From: Dave Chinner <david@fromorbit.com>
To: "Darrick J. Wong" <djwong@kernel.org>
Cc: linux-xfs@vger.kernel.org
Subject: Re: [PATCH 4/6] xfs: reduce the absurdly large log reservations
Date: Sat, 23 Apr 2022 08:51:52 +1000 [thread overview]
Message-ID: <20220422225152.GD1544202@dread.disaster.area> (raw)

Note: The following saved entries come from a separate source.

//! Daily usage quota.
//!
//! Quota is injected into the dispatcher as a [`QuotaChecker`]. The only
//! shared mutable state in a request lives behind it.

use std::collections::BTreeMap;
use std::sync::Mutex;

use chrono::{Local, NaiveDate};
use serde::Serialize;

use crate::types::config::{DailyLimit, QuotaConfig, QuotaLimits};
use crate::types::requests::ProviderKind;

/// Admission control and usage accounting for provider calls.
pub trait QuotaChecker: Send + Sync {
    /// Admits one call, counting it against today's request budget.
    ///
    /// Returns the denial message when the budget is exhausted.
    fn try_acquire(&self, provider: ProviderKind) -> Result<(), String>;

    /// Adds tokens consumed by an admitted call.
    fn record_tokens(&self, provider: ProviderKind, tokens: u64);

    /// Today's usage per provider.
    fn usage(&self) -> Vec<ProviderUsage>;
}

/// Rough token count used when a vendor reports no usage.
pub fn estimate_tokens(text: &str) -> u64 {
    (text.chars().count() as u64).div_ceil(4)
}

/// Usage snapshot for one provider.
#[derive(Debug, Clone, Serialize, PartialEq, Eq)]
pub struct ProviderUsage {
    pub provider: ProviderKind,
    pub date: NaiveDate,
    pub requests: u64,
    pub tokens: u64,
    #[serde(skip_serializing_if = "Option::is_none")]
    pub limit: Option<DailyLimit>,
    #[serde(skip_serializing_if = "Option::is_none")]
    pub remaining_requests: Option<u64>,
    #[serde(skip_serializing_if = "Option::is_none")]
    pub remaining_tokens: Option<u64>,
}

// ═══════════════════════════════════════════════════════════════════════════
// NoQuota
// ═══════════════════════════════════════════════════════════════════════════

/// Admits everything and tracks nothing.
#[derive(Debug, Default, Clone, Copy)]
pub struct NoQuota;

impl QuotaChecker for NoQuota {
    fn try_acquire(&self, _provider: ProviderKind) -> Result<(), String> {
        Ok(())
    }

    fn record_tokens(&self, _provider: ProviderKind, _tokens: u64) {}

    fn usage(&self) -> Vec<ProviderUsage> {
        Vec::new()
    }
}

// ═══════════════════════════════════════════════════════════════════════════
// DailyQuota
// ═══════════════════════════════════════════════════════════════════════════

#[derive(Debug, Default, Clone, Copy)]
struct Counter {
    requests: u64,
    tokens: u64,
}

#[derive(Debug)]
struct QuotaState {
    day: NaiveDate,
    counters: BTreeMap<ProviderKind, Counter>,
}

type Clock = Box<dyn Fn() -> NaiveDate + Send + Sync>;

/// Per-provider request and token budgets that reset at local midnight.
pub struct DailyQuota {
    limits: Option<QuotaLimits>,
    state: Mutex<QuotaState>,
    clock: Clock,
}

impl DailyQuota {
    /// Enforces the given limits.
    pub fn new(limits: QuotaLimits) -> Self {
        Self::build(Some(limits), Box::new(|| Local::now().date_naive()))
    }

    /// Counts usage without enforcing anything.
    pub fn unlimited() -> Self {
        Self::build(None, Box::new(|| Local::now().date_naive()))
    }

    /// Builds the checker described by configuration.
    pub fn from_config(config: &QuotaConfig) -> Self {
        if config.enabled {
            Self::new(config.limits.clone())
        } else {
            Self::unlimited()
        }
    }

    /// Replaces the date source.
    pub fn with_clock<F>(mut self, clock: F) -> Self
    where
        F: Fn() -> NaiveDate + Send + Sync + 'static,
    {
        let today = clock();
        self.clock = Box::new(clock);
        if let Ok(mut state) = self.state.lock() {
            state.day = today;
        }
        self
    }

    fn build(limits: Option<QuotaLimits>, clock: Clock) -> Self {
        let day = clock();
        Self {
            limits,
            state: Mutex::new(QuotaState {
                day,
                counters: BTreeMap::new(),
            }),
            clock,
        }
    }

    fn limit_for(&self, provider: ProviderKind) -> Option<DailyLimit> {
        self.limits.as_ref().and_then(|l| l.get(provider))
    }

    /// Locks the state, resetting every counter when the day rolled over.
    fn current(&self) -> std::sync::MutexGuard<'_, QuotaState> {
        let mut state = self.state.lock().unwrap_or_else(|e| e.into_inner());
        let today = (self.clock)();
        if state.day != today {
            tracing::info!(previous = %state.day, today = %today, "Daily quota reset");
            state.day = today;
            state.counters.clear();
        }
        state
    }
}

impl QuotaChecker for DailyQuota {
    fn try_acquire(&self, provider: ProviderKind) -> Result<(), String> {
        let limit = self.limit_for(provider);
        let mut state = self.current();
        let counter = state.counters.entry(provider).or_default();

        if let Some(limit) = limit {
            if counter.requests >= limit.requests {
                return Err(format!(
                    "daily limit reached for {}: {} requests",
                    provider, limit.requests
                ));
            }
            if counter.tokens >= limit.tokens {
                return Err(format!(
                    "daily limit reached for {}: {} tokens",
                    provider, limit.tokens
                ));
            }
        }

        counter.requests += 1;
        Ok(())
    }

    fn record_tokens(&self, provider: ProviderKind, tokens: u64) {
        let mut state = self.current();
        state.counters.entry(provider).or_default().tokens += tokens;
    }

    fn usage(&self) -> Vec<ProviderUsage> {
        let state = self.current();
        ProviderKind::ALL
            .into_iter()
            .map(|provider| {
                let counter = state.counters.get(&provider).copied().unwrap_or_default();
                let limit = self.limit_for(provider);
                ProviderUsage {
                    provider,
                    date: state.day,
                    requests: counter.requests,
                    tokens: counter.tokens,
                    limit,
                    remaining_requests: limit.map(|l| l.requests.saturating_sub(counter.requests)),
                    remaining_tokens: limit.map(|l| l.tokens.saturating_sub(counter.tokens)),
                }
            })
            .collect()
    }
}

In-Reply-To: <164997688838.383881.2386659608282052005.stgit@magnolia>
On Thu, Apr 14, 2022 at 03:54:48PM -0700, Darrick J. Wong wrote:
> From: Darrick J. Wong <djwong@kernel.org>
>
> Back in the early days of reflink and rmap development I set the
> transaction reservation sizes to be overly generous for rmap+reflink
> filesystems, and a little under-generous for rmap-only filesystems.
>
> Since we don't need *eight* transaction rolls to handle three new log
> intent items, decrease the logcounts to what we actually need, and amend
> the shadow reservation computation function to reflect what we used to
> do so that the minimum log size doesn't change.
Yup, this will make a huge difference to the number of transactions
we can have in flight on reflink/rmap enabled filesystems.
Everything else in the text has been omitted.